Durante su visita noctámbula a la pulpería, los perros, escuálidas criaturas de visibles esqueletos tras el cuero, se arrinconaban con el rabo entre las patas y de vez en cuando alguno alzaba su hocico aullando compungido. Los gatos erizaban sus pelos y huían tras los sacos de harina y botellas de porrón vacías.
Él ya no vivía más en el caserío. Según decían los parroquianos, después de la Batalla, se había afincado en un rancho, que yendo por el Camino Real a caballo, se tardaría más de tres horas en llegar.

La presencia de sus relatos y de sí mismo, llegó de boca en boca hasta los lugares más apartados del sur de la provincia e incluso, algún que otro bonaerense habíase venido en carreta, sólo para escucharlo a él.

Una tarde, los monjes del Convento San Carlos, ofrecieron una Misa a los fallecidos en la Batalla de San Lorenzo y los habitantes de la Villa del Rosario se engalanaron con sus mejores vestidos, calzaron botas lustrosas o alpargatas raídas y se fueron en caravana a honrar a los suyos, hijos del poblado que habían ofrecido su sangre por la libertad de la incipiente patria.

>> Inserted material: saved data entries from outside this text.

//! Core type definitions for ReWrite
//!
//! The typed rule model used by the matcher, the URL transformer and the
//! element hider. Stored JSON records live in [`crate::record`] and are
//! converted into these types before evaluation.

use std::fmt;

use thiserror::Error;

// =============================================================================
// Rule Actions
// =============================================================================

/// Discriminant of a [`RuleAction`], matching the stored `action` string.
#[derive(Debug, Clone, Copy, PartialEq, Eq, Hash)]
pub enum ActionKind {
    /// Remove a query parameter
    Remove,
    /// Add or overwrite a query parameter
    Add,
    /// Rewrite a path prefix
    Redirect,
    /// Hide page elements matching a CSS selector
    HideElement,
}

impl ActionKind {
    /// Wire name used in storage.
    pub fn as_str(self) -> &'static str {
        match self {
            Self::Remove => "remove",
            Self::Add => "add",
            Self::Redirect => "redirect",
            Self::HideElement => "hideElement",
        }
    }

    /// Parse a stored action name. Unknown names yield `None`.
    pub fn parse(s: &str) -> Option<Self> {
        match s {
            "remove" => Some(Self::Remove),
            "add" => Some(Self::Add),
            "redirect" => Some(Self::Redirect),
            "hideElement" => Some(Self::HideElement),
            _ => None,
        }
    }

    pub const ALL: [ActionKind; 4] = [Self::Remove, Self::Add, Self::Redirect, Self::HideElement];
}

impl fmt::Display for ActionKind {
    fn fmt(&self, f: &mut fmt::Formatter<'_>) -> fmt::Result {
        f.write_str(self.as_str())
    }
}

/// What a rule does once its domain matches.
///
/// Each variant carries only the fields its action needs.
#[derive(Debug, Clone, PartialEq, Eq, Hash)]
pub enum RuleAction {
    /// Delete `parameter`; when `value` is set, only if the current value equals it.
    Remove {
        parameter: String,
        value: Option<String>,
    },
    /// Set `parameter` to `value` unless it already has that value.
    Add { parameter: String, value: String },
    /// Replace the `from_path` prefix of the path with `to_path`.
    Redirect { from_path: String, to_path: String },
    /// Hide every element matching `selector`.
    HideElement { selector: String },
}

impl RuleAction {
    #[inline]
    pub fn kind(&self) -> ActionKind {
        match self {
            Self::Remove { .. } => ActionKind::Remove,
            Self::Add { .. } => ActionKind::Add,
            Self::Redirect { .. } => ActionKind::Redirect,
            Self::HideElement { .. } => ActionKind::HideElement,
        }
    }

    /// True for actions that change the URL.
    #[inline]
    pub fn rewrites_url(&self) -> bool {
        !matches!(self, Self::HideElement { .. })
    }
}

// =============================================================================
// Rule
// =============================================================================

/// A validated rule ready for evaluation.
#[derive(Debug, Clone, PartialEq, Eq, Hash)]
pub struct Rule {
    pub id: i64,
    /// Hostname suffix pattern, lowercased
    pub domain: String,
    pub enabled: bool,
    pub action: RuleAction,
}

impl Rule {
    pub fn new(id: i64, domain: impl Into<String>, action: RuleAction) -> Self {
        Self {
            id,
            domain: domain.into().to_ascii_lowercase(),
            enabled: true,
            action,
        }
    }

    /// The selector of a `hideElement` rule.
    pub fn selector(&self) -> Option<&str> {
        match &self.action {
            RuleAction::HideElement { selector } => Some(selector),
            _ => None,
        }
    }
}

/// Why a stored record could not become a [`Rule`].
#[derive(Debug, Clone, PartialEq, Eq, Error)]
pub enum RuleError {
    #[error("unknown action '{0}'")]
    UnknownAction(String),
    #[error("missing field '{field}' for action '{action}'")]
    MissingField {
        action: ActionKind,
        field: &'static str,
    },
    #[error("missing domain")]
    MissingDomain,
}

// =============================================================================
// Settings
// =============================================================================

/// Global settings gating all rule application.
#[derive(Debug, Clone, Copy, PartialEq, Eq)]
pub struct Settings {
    pub enabled: bool,
}

impl Default for Settings {
    fn default() -> Self {
        Self { enabled: true }
    }
}

// =============================================================================
// Change Notifications
// =============================================================================

bitflags::bitflags! {
    /// Storage keys reported by a change notification.
    #[derive(Debug, Clone, Copy, PartialEq, Eq, Hash)]
    pub struct ChangedKeys: u8 {
        /// The `rules` key
        const RULES = 1 << 0;
        /// The `enabled` key
        const ENABLED = 1 << 1;

        const ALL = Self::RULES.bits() | Self::ENABLED.bits();
    }
}

impl ChangedKeys {
    /// Build from storage key names. Unrelated keys are ignored.
    pub fn from_key_names<'a, I>(names: I) -> Self
    where
        I: IntoIterator<Item = &'a str>,
    {
        names.into_iter().fold(Self::empty(), |acc, name| match name {
            "rules" => acc | Self::RULES,
            "enabled" => acc | Self::ENABLED,
            _ => acc,
        })
    }
}
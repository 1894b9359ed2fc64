//! Stored record format
//!
//! These structs mirror the JSON kept in the extension's key-value store
//! (`{ rules: [...], enabled: bool }`). Every field is optional on read so a
//! malformed record never makes the whole state unreadable; conversion into
//! the typed [`Rule`] is where validation happens.

use serde::{Deserialize, Serialize};
use ts_rs::TS;

use crate::types::{ActionKind, Rule, RuleAction, RuleError, Settings};

/// Key under which the rule list is stored.
pub const RULES_KEY: &str = "rules";
/// Key under which the global toggle is stored.
pub const ENABLED_KEY: &str = "enabled";

/// One rule as persisted in storage.
#[derive(Debug, Clone, Default, PartialEq, Eq, Serialize, Deserialize, TS)]
#[serde(rename_all = "camelCase")]
#[ts(export)]
pub struct StoredRule {
    #[serde(default)]
    #[ts(type = "number")]
    pub id: i64,
    #[serde(default)]
    pub domain: String,
    #[serde(default)]
    pub action: String,
    #[serde(default)]
    pub enabled: bool,
    #[serde(default, skip_serializing_if = "Option::is_none")]
    #[ts(optional)]
    pub parameter: Option<String>,
    #[serde(default, skip_serializing_if = "Option::is_none")]
    #[ts(optional)]
    pub value: Option<String>,
    #[serde(default, skip_serializing_if = "Option::is_none")]
    #[ts(optional)]
    pub from_path: Option<String>,
    #[serde(default, skip_serializing_if = "Option::is_none")]
    #[ts(optional)]
    pub to_path: Option<String>,
    #[serde(default, skip_serializing_if = "Option::is_none")]
    #[ts(optional)]
    pub selector: Option<String>,
}

/// Full contents of the store. Absent keys stay `None`.
#[derive(Debug, Clone, Default, PartialEq, Eq, Serialize, Deserialize, TS)]
#[ts(export)]
pub struct StoredState {
    #[serde(default, skip_serializing_if = "Option::is_none")]
    #[ts(optional)]
    pub rules: Option<Vec<StoredRule>>,
    #[serde(default, skip_serializing_if = "Option::is_none")]
    #[ts(optional)]
    pub enabled: Option<bool>,
}

/// A partial write to the store. `None` fields are left untouched.
pub type StatePatch = StoredState;

impl StoredState {
    pub fn from_json(text: &str) -> Result<Self, serde_json::Error> {
        serde_json::from_str(text)
    }

    pub fn to_json_pretty(&self) -> Result<String, serde_json::Error> {
        serde_json::to_string_pretty(self)
    }

    /// Stored rules, empty when the key is absent.
    pub fn rules(&self) -> &[StoredRule] {
        self.rules.as_deref().unwrap_or(&[])
    }

    /// Settings as seen by the background handler: a missing flag is off.
    pub fn settings(&self) -> Settings {
        Settings {
            enabled: self.enabled.unwrap_or(false),
        }
    }
}

impl StoredRule {
    /// Build the stored form of a typed rule.
    pub fn from_rule(rule: &Rule) -> Self {
        let mut stored = StoredRule {
            id: rule.id,
            domain: rule.domain.clone(),
            action: rule.action.kind().as_str().to_string(),
            enabled: rule.enabled,
            ..Default::default()
        };
        match &rule.action {
            RuleAction::Remove { parameter, value } => {
                stored.parameter = Some(parameter.clone());
                stored.value = Some(value.clone().unwrap_or_default());
            }
            RuleAction::Add { parameter, value } => {
                stored.parameter = Some(parameter.clone());
                stored.value = Some(value.clone());
            }
            RuleAction::Redirect { from_path, to_path } => {
                stored.from_path = Some(from_path.clone());
                stored.to_path = Some(to_path.clone());
            }
            RuleAction::HideElement { selector } => {
                stored.selector = Some(selector.clone());
            }
        }
        stored
    }

    /// Convert into a typed rule.
    pub fn to_rule(&self) -> Result<Rule, RuleError> {
        let kind = ActionKind::parse(&self.action)
            .ok_or_else(|| RuleError::UnknownAction(self.action.clone()))?;

        if self.domain.is_empty() {
            return Err(RuleError::MissingDomain);
        }

        let action = match kind {
            ActionKind::Remove => RuleAction::Remove {
                parameter: required(kind, "parameter", &self.parameter)?,
                value: self.value.clone().filter(|v| !v.is_empty()),
            },
            ActionKind::Add => RuleAction::Add {
                parameter: required(kind, "parameter", &self.parameter)?,
                // An empty value is a legitimate `?flag=` add
                value: self.value.clone().ok_or(RuleError::MissingField {
                    action: kind,
                    field: "value",
                })?,
            },
            ActionKind::Redirect => RuleAction::Redirect {
                from_path: required(kind, "fromPath", &self.from_path)?,
                to_path: required(kind, "toPath", &self.to_path)?,
            },
            ActionKind::HideElement => RuleAction::HideElement {
                selector: required(kind, "selector", &self.selector)?,
            },
        };

        Ok(Rule {
            id: self.id,
            domain: self.domain.to_ascii_lowercase(),
            enabled: self.enabled,
            action,
        })
    }
}

fn required(
    action: ActionKind,
    field: &'static str,
    value: &Option<String>,
) -> Result<String, RuleError> {
    match value {
        Some(v) if !v.is_empty() => Ok(v.clone()),
        _ => Err(RuleError::MissingField { action, field }),
    }
}

impl TryFrom<&StoredRule> for Rule {
    type Error = RuleError;

    fn try_from(value: &StoredRule) -> Result<Self, Self::Error> {
        value.to_rule()
    }
}

impl From<&Rule> for StoredRule {
    fn from(rule: &Rule) -> Self {
        StoredRule::from_rule(rule)
    }
}
//! Read-through rule cache
//!
//! Holds the last parsed copy of the store, tagged with the [`Version`] it
//! was loaded at. A change notification bumps the version; the next read sees
//! the mismatch and reloads from the store. Everything here runs on one
//! thread, so there is no locking.

use crate::matcher::hide_selectors;
use crate::record::StoredState;
use crate::store::{SettingsStore, StoreError};
use crate::transform::{rewrite_url, TransformError};
use crate::types::{ChangedKeys, Rule, Settings};

/// Monotonic token identifying a generation of the stored state.
#[derive(Debug, Clone, Copy, Default, PartialEq, Eq, PartialOrd, Ord, Hash)]
pub struct Version(u64);

impl Version {
    #[inline]
    pub fn get(self) -> u64 {
        self.0
    }

    #[inline]
    fn next(self) -> Self {
        Self(self.0.wrapping_add(1))
    }
}

/// Parsed rules and settings at one version.
#[derive(Debug, Clone, Default)]
pub struct RuleSnapshot {
    pub version: Version,
    pub settings: Settings,
    /// Rules that converted cleanly, in stored order
    pub rules: Vec<Rule>,
    /// Stored records that failed conversion and are ignored
    pub skipped: usize,
}

impl RuleSnapshot {
    pub fn from_state(state: &StoredState, version: Version) -> Self {
        let mut rules = Vec::with_capacity(state.rules().len());
        let mut skipped = 0;

        for stored in state.rules() {
            match stored.to_rule() {
                Ok(rule) => rules.push(rule),
                Err(e) => {
                    log::debug!("ignoring rule {}: {}", stored.id, e);
                    skipped += 1;
                }
            }
        }

        Self {
            version,
            settings: state.settings(),
            rules,
            skipped,
        }
    }

    /// Rewrite candidate for `url`, `None` when disabled or nothing changes.
    pub fn rewrite(&self, url: &str) -> Result<Option<String>, TransformError> {
        if !self.settings.enabled || self.rules.is_empty() {
            return Ok(None);
        }
        rewrite_url(&self.rules, url)
    }

    /// Active hide selectors for `host`. Empty when disabled.
    pub fn hide_selectors(&self, host: &str) -> Vec<&str> {
        if !self.settings.enabled {
            return Vec::new();
        }
        hide_selectors(&self.rules, host)
    }
}

#[derive(Debug, Default)]
pub struct RuleCache {
    current: Version,
    snapshot: Option<RuleSnapshot>,
    loads: u64,
}

impl RuleCache {
    pub fn new() -> Self {
        Self::default()
    }

    /// Version the next read must match.
    pub fn version(&self) -> Version {
        self.current
    }

    /// Number of times the store was actually read.
    pub fn loads(&self) -> u64 {
        self.loads
    }

    /// Handle a change notification. Returns true if the cache went stale.
    pub fn invalidate(&mut self, keys: ChangedKeys) -> bool {
        if !keys.intersects(ChangedKeys::ALL) {
            return false;
        }
        self.current = self.current.next();
        log::debug!("rule cache invalidated ({:?}), now at v{}", keys, self.current.get());
        true
    }

    /// Return the snapshot for the current version, reading the store if stale.
    pub fn get<S: SettingsStore + ?Sized>(&mut self, store: &S) -> Result<&RuleSnapshot, StoreError> {
        let snapshot = match self.snapshot.take() {
            Some(snapshot) if snapshot.version == self.current => snapshot,
            _ => {
                let state = store.get()?;
                self.loads += 1;
                RuleSnapshot::from_state(&state, self.current)
            }
        };
        Ok(self.snapshot.insert(snapshot))
    }

    /// Cached snapshot if it is still current.
    pub fn peek(&self) -> Option<&RuleSnapshot> {
        self.snapshot
            .as_ref()
            .filter(|snapshot| snapshot.version == self.current)
    }
}
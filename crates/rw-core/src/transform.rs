//! URL Transformer
//!
//! Applies `remove`, `add` and `redirect` rules to a URL in list order.
//! `hideElement` rules are skipped here; they are handled by the page hider.

use thiserror::Error;
use url::Url;

use crate::matcher::url_rules;
use crate::query::QueryParams;
use crate::types::{Rule, RuleAction};

#[derive(Debug, Clone, PartialEq, Eq, Error)]
pub enum TransformError {
    #[error("invalid URL '{url}': {source}")]
    InvalidUrl {
        url: String,
        #[source]
        source: url::ParseError,
    },
}

/// Result of running rules over a URL.
#[derive(Debug, Clone, PartialEq, Eq)]
pub struct Transform {
    /// The candidate URL (serialized, possibly normalized by the parser)
    pub url: String,
    /// At least one rule fired
    pub changed: bool,
}

pub(crate) fn parse_url(url: &str) -> Result<Url, TransformError> {
    Url::parse(url).map_err(|source| TransformError::InvalidUrl {
        url: url.to_string(),
        source,
    })
}

/// Apply `rules` to `url` in order, without any domain filtering.
pub fn apply_rules<'r, I>(rules: I, url: &str) -> Result<Transform, TransformError>
where
    I: IntoIterator<Item = &'r Rule>,
{
    let mut parsed = parse_url(url)?;
    let changed = apply_to_url(rules, &mut parsed);
    Ok(Transform {
        url: parsed.into(),
        changed,
    })
}

/// Apply rules to an already parsed URL. Returns true if any rule fired.
pub(crate) fn apply_to_url<'r, I>(rules: I, url: &mut Url) -> bool
where
    I: IntoIterator<Item = &'r Rule>,
{
    let mut params = QueryParams::parse(url.query().unwrap_or(""));
    let mut modified = false;
    let mut params_modified = false;

    for rule in rules {
        match &rule.action {
            RuleAction::Remove { parameter, value } => {
                let value_ok = match value {
                    None => true,
                    Some(v) => params.get(parameter) == Some(v.as_str()),
                };
                if params.has(parameter) && value_ok {
                    params.delete(parameter);
                    modified = true;
                    params_modified = true;
                }
            }
            RuleAction::Add { parameter, value } => {
                if params.get(parameter) != Some(value.as_str()) {
                    params.set(parameter, value);
                    modified = true;
                    params_modified = true;
                }
            }
            RuleAction::Redirect { from_path, to_path } => {
                if let Some(new_path) = redirect_path(url.path(), from_path, to_path) {
                    url.set_path(&new_path);
                    modified = true;
                }
            }
            RuleAction::HideElement { .. } => {}
        }
    }

    // Only re-serialize the query when a parameter rule fired
    if params_modified {
        let query = params.serialize();
        url.set_query(if query.is_empty() { None } else { Some(&query) });
    }

    modified
}

/// Rewrite `path` if it equals `from` or continues past it with `/`.
pub fn redirect_path(path: &str, from: &str, to: &str) -> Option<String> {
    let rest = path.strip_prefix(from)?;
    if rest.is_empty() || rest.starts_with('/') {
        Some(format!("{to}{rest}"))
    } else {
        None
    }
}

/// Apply `rules` and return the candidate only if it differs from `url`.
///
/// The textual comparison keeps a rule whose output equals its input from
/// triggering a navigation to the same page.
pub fn rewrite<'r, I>(rules: I, url: &str) -> Result<Option<String>, TransformError>
where
    I: IntoIterator<Item = &'r Rule>,
{
    let transform = apply_rules(rules, url)?;
    Ok(if transform.changed && transform.url != url {
        Some(transform.url)
    } else {
        None
    })
}

/// Match `rules` against the URL's hostname, then [`rewrite`].
pub fn rewrite_url(rules: &[Rule], url: &str) -> Result<Option<String>, TransformError> {
    let mut parsed = parse_url(url)?;
    let host = parsed.host_str().unwrap_or("").to_string();

    let mut matched = url_rules(rules, &host).peekable();
    if matched.peek().is_none() {
        return Ok(None);
    }

    if !apply_to_url(matched, &mut parsed) {
        return Ok(None);
    }

    let candidate: String = parsed.into();
    if candidate == url {
        log::debug!("rewrite of {} is a no-op, skipping", url);
        return Ok(None);
    }

    log::debug!("rewrite {} -> {}", url, candidate);
    Ok(Some(candidate))
}
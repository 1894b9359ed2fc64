//! Rule Matcher
//!
//! Selects the rules that apply to a hostname. Matching is a linear filter
//! that preserves the stored order, which is also the application order.

use crate::types::{Rule, RuleAction};

/// Check whether `host` equals `domain` or is a subdomain of it.
///
/// `domain` is expected lowercased (see [`Rule::domain`]); `host` is compared
/// case-insensitively.
#[inline]
pub fn domain_matches(host: &str, domain: &str) -> bool {
    if domain.is_empty() || host.len() < domain.len() {
        return false;
    }

    let host = host.as_bytes();
    let domain = domain.as_bytes();
    let split = host.len() - domain.len();

    if !host[split..].eq_ignore_ascii_case(domain) {
        return false;
    }

    // Exact match, or the suffix starts right after a label separator
    split == 0 || host[split - 1] == b'.'
}

/// Enabled rules whose domain matches `host`, in input order.
pub fn matching_rules<'r>(rules: &'r [Rule], host: &'r str) -> impl Iterator<Item = &'r Rule> + 'r {
    rules
        .iter()
        .filter(move |rule| rule.enabled && domain_matches(host, &rule.domain))
}

/// Matching rules that rewrite the URL (`remove`, `add`, `redirect`).
pub fn url_rules<'r>(rules: &'r [Rule], host: &'r str) -> impl Iterator<Item = &'r Rule> + 'r {
    matching_rules(rules, host).filter(|rule| rule.action.rewrites_url())
}

/// Selectors of matching `hideElement` rules, in input order.
pub fn hide_selectors<'r>(rules: &'r [Rule], host: &str) -> Vec<&'r str> {
    rules
        .iter()
        .filter(|rule| rule.enabled && domain_matches(host, &rule.domain))
        .filter_map(|rule| match &rule.action {
            RuleAction::HideElement { selector } => Some(selector.as_str()),
            _ => None,
        })
        .collect()
}

#[cfg(test)]
mod tests {
    use super::*;

    fn rule(id: i64, domain: &str, action: RuleAction) -> Rule {
        Rule::new(id, domain, action)
    }

    fn hide(selector: &str) -> RuleAction {
        RuleAction::HideElement {
            selector: selector.into(),
        }
    }

    fn remove(parameter: &str) -> RuleAction {
        RuleAction::Remove {
            parameter: parameter.into(),
            value: None,
        }
    }

    #[test]
    fn test_domain_matches() {
        assert!(domain_matches("example.com", "example.com"));
        assert!(domain_matches("sub.example.com", "example.com"));
        assert!(domain_matches("a.b.example.com", "example.com"));
        assert!(domain_matches("SUB.Example.com", "example.com"));
        assert!(!domain_matches("notexample.com", "example.com"));
        assert!(!domain_matches("example.com.evil.net", "example.com"));
        assert!(!domain_matches("com", "example.com"));
        assert!(!domain_matches("example.com", ""));
    }

    #[test]
    fn test_matching_rules_filters_and_keeps_order() {
        let mut disabled = rule(2, "example.com", remove("b"));
        disabled.enabled = false;

        let rules = vec![
            rule(1, "example.com", remove("a")),
            disabled,
            rule(3, "other.org", remove("c")),
            rule(4, "sub.example.com", remove("d")),
            rule(5, "example.com", hide(".ad")),
        ];

        let ids: Vec<i64> = matching_rules(&rules, "sub.example.com").map(|r| r.id).collect();
        assert_eq!(ids, vec![1, 4, 5]);

        let ids: Vec<i64> = matching_rules(&rules, "example.com").map(|r| r.id).collect();
        assert_eq!(ids, vec![1, 5]);

        let ids: Vec<i64> = url_rules(&rules, "sub.example.com").map(|r| r.id).collect();
        assert_eq!(ids, vec![1, 4]);
    }

    #[test]
    fn test_hide_selectors() {
        let rules = vec![
            rule(1, "example.com", hide(".ad-banner")),
            rule(2, "example.com", remove("x")),
            rule(3, "news.example.com", hide("#promo")),
            rule(4, "other.org", hide(".nope")),
        ];

        assert_eq!(hide_selectors(&rules, "news.example.com"), vec![".ad-banner", "#promo"]);
        assert_eq!(hide_selectors(&rules, "www.example.com"), vec![".ad-banner"]);
        assert!(hide_selectors(&rules, "example.net").is_empty());
    }
}
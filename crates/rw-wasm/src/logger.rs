//! `log` backend writing to the browser console.

use log::{Level, LevelFilter, Log, Metadata, Record};
use wasm_bindgen::JsValue;
use web_sys::console;

struct ConsoleLogger;

static LOGGER: ConsoleLogger = ConsoleLogger;

impl Log for ConsoleLogger {
    fn enabled(&self, metadata: &Metadata<'_>) -> bool {
        metadata.level() <= log::max_level()
    }

    fn log(&self, record: &Record<'_>) {
        if !self.enabled(record.metadata()) {
            return;
        }

        let message = JsValue::from_str(&format!("[rewrite] {}", record.args()));
        match record.level() {
            Level::Error => console::error_1(&message),
            Level::Warn => console::warn_1(&message),
            Level::Info => console::info_1(&message),
            Level::Debug | Level::Trace => console::debug_1(&message),
        }
    }

    fn flush(&self) {}
}

/// Install the console logger. Later calls only adjust the level.
pub fn init(level: LevelFilter) {
    let _ = log::set_logger(&LOGGER);
    log::set_max_level(level);
}

pub fn parse_level(level: &str) -> LevelFilter {
    level.parse().unwrap_or(LevelFilter::Info)
}
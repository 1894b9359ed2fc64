use std::fs;
use std::io::ErrorKind;
use std::path::{Path, PathBuf};

use rw_core::store::merge_patch;
use rw_core::{ChangedKeys, SettingsStore, StatePatch, StoreError, StoredState};

/// Settings store backed by a JSON file with the extension's storage shape.
/// A missing or empty file reads as an empty store.
#[derive(Debug, Clone)]
pub struct JsonFileStore {
    path: PathBuf,
}

impl JsonFileStore {
    pub fn open(path: impl Into<PathBuf>) -> Self {
        Self { path: path.into() }
    }

    pub fn path(&self) -> &Path {
        &self.path
    }
}

impl SettingsStore for JsonFileStore {
    fn get(&self) -> Result<StoredState, StoreError> {
        match read_state(&self.path) {
            Ok(Some(state)) => Ok(state),
            Ok(None) => Ok(StoredState::default()),
            Err(e) => Err(StoreError::Backend(e)),
        }
    }

    fn set(&mut self, patch: StatePatch) -> Result<ChangedKeys, StoreError> {
        let mut state = self.get()?;
        let changed = merge_patch(&mut state, patch);
        if !changed.is_empty() {
            write_state(&self.path, &state).map_err(StoreError::Backend)?;
        }
        Ok(changed)
    }
}

pub fn read_state(path: &Path) -> Result<Option<StoredState>, String> {
    let text = match fs::read_to_string(path) {
        Ok(text) => text,
        Err(e) if e.kind() == ErrorKind::NotFound => return Ok(None),
        Err(e) => return Err(format!("Failed to read '{}': {}", path.display(), e)),
    };

    if text.trim().is_empty() {
        return Ok(None);
    }

    StoredState::from_json(&text)
        .map(Some)
        .map_err(|e| format!("Failed to parse '{}': {}", path.display(), e))
}

pub fn write_state(path: &Path, state: &StoredState) -> Result<(), String> {
    if let Some(parent) = path.parent().filter(|p| !p.as_os_str().is_empty()) {
        fs::create_dir_all(parent)
            .map_err(|e| format!("Failed to create '{}': {}", parent.display(), e))?;
    }
    let json = state
        .to_json_pretty()
        .map_err(|e| format!("Failed to serialize state: {}", e))?;
    fs::write(path, json + "\n")
        .map_err(|e| format!("Failed to write '{}': {}", path.display(), e))?;
    Ok(())
}
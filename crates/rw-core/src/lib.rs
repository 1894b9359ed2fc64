//! ReWrite Core Library
//!
//! This crate provides the rule engine behind the ReWrite browser extension:
//! per-domain rules that strip or add query parameters, rewrite path
//! prefixes, and hide page elements.
//!
//! # Architecture
//!
//! Rules are stored by the extension as JSON records. The engine converts
//! them into typed [`Rule`]s, filters them by hostname, and either computes a
//! rewritten URL or a set of selectors to hide. Storage, navigation and the
//! DOM are reached through traits so the same engine runs in the background
//! service, the content script and the CLI.
//!
//! # Modules
//!
//! - `types`: Typed rule model and change-notification flags
//! - `record`: Stored JSON record format
//! - `matcher`: Hostname matching
//! - `query`: Query string editing
//! - `transform`: URL rewriting
//! - `store`: Settings store trait, in-memory store, install defaults
//! - `cache`: Read-through cache of parsed rules
//! - `navigation`: Background and content-script entry points
//! - `hider`: Element hiding with an owned mutation subscription
//! - `manage`: Rule list edits made from the popup

pub mod types;
pub mod record;
pub mod matcher;
pub mod query;
pub mod transform;
pub mod store;
pub mod cache;
pub mod navigation;
pub mod hider;
pub mod manage;

// Re-export commonly used types
pub use cache::{RuleCache, RuleSnapshot, Version};
pub use hider::{DomSurface, MutationSubscription, PageHider, SelectorError};
pub use matcher::{domain_matches, hide_selectors, matching_rules};
pub use navigation::{NavigationHandler, NavigationOutcome, NavigationSink};
pub use record::{StatePatch, StoredRule, StoredState};
pub use store::{MemoryStore, SettingsStore, StoreError};
pub use transform::{rewrite, rewrite_url, TransformError};
pub use types::{ActionKind, ChangedKeys, Rule, RuleAction, RuleError, Settings};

Todos fueron, incluso él, vestido con uniforme de Granadero. Partió solo, montando su menorquín, cuyo pelaje resplandecía a la luz de la luna.

Cuando entró al Convento, sus ojos brillaron de emoción y los monjes, le dieron el honor de sentarse en la primera fila, al lado de las autoridades eclesiásticas y del poblado propio y los vecinos.

Dado un momento de la Misa, un monaguillo, enjuto hombrecillo amarillento por alguna enfermedad del hígado, mencionó a todos los caídos en el Campo de la Gloria y su nombre retumbó entre paredes. Él, impávido, impertérrito, siguió sentado con la serenidad de aquél que ya sabe y reconoce que hace rato que está muerto.

Terminada la Misa, se levantó, saludó a los presentes, quienes no dejaron de persignarse continuamente antes del apretón de manos y se fue por donde vino, directo hacia las barrancas, y ambos, jinete y caballo, se sumergieron en el río.

Dicen las historias rosarinas, que cuando por las madrugadas soplan los vientos del sur que traen tormentas y a veces granizo, un Granadero viene montando un caballo negro, un menorquín cuyos cascos no tocan el piso, entran por una portezuela del Correo Central y el sereno sirve dos copas de vino.